Douglas Degges, "Props for Pictures"

Review of Douglas Degges' Props for Pictures, By Maureen O'Leary

The paintings in Douglas Degges' intimate series "Props for Pictures" have an innate organic appeal that make them winsome exercises in form that you want to spend time with.  A broad color range flickers through the earthy and good-humored personae of these small works.  United by an ambitious impasto that recalls poorly-stirred pancake batter, the paintings have only a rough compositional geometry - with rectangles, triangles and edges coming and going.  The heavy application of paint happens to subsume traces of how the works came to be, with marks by brushes or knives unapparent.  As such the works almost appear as if they emerged through growth or ooze.  

The terrain of each painting is as beautiful as it is unfamiliar.  Rugged, and irregular, such that each piece has a charm that infects the others;  the paintings form a dynamic and flexible series demonstrating one rich visual discovery after another.  Degges' effective use of underpainting suggests the composition is held together by a certain slow-moving tectonic activity, that molten paint may still emerge from deep within the dry surface.  It is an engaging act of aesthetics encouraging you not to turn away lest the parts shift.

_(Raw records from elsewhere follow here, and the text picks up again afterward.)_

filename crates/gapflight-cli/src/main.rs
mod command;
mod tui;
mod view;

fn main() -> anyhow::Result<()> {
    command::run()
}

The consistent structure of the substrate is one of the main stable points in the series.  There is a nod to Albers' disciplined experimentation with color on rectangles but in these works the belt has been very much loosened.  Degges also builds effectively on the prior use of impasto by Jess, moving it out of the formal link to objects and vistas and into abstraction of materials and motifs.

Together the regularity and differences of the paintings form interchangeable stanzas and seem strongest in each others' company.  It is impressive that Degges does not appear to have exhausted this current vein of experimentation.

Douglas Degges is a painter based in Chattanooga, Tennessee.  He has recently shown work at the Shed Space, Brooklyn and GLITCH in Memphis, Tennessee.  He is currently teaching at the University of Tennessee, Chattanooga.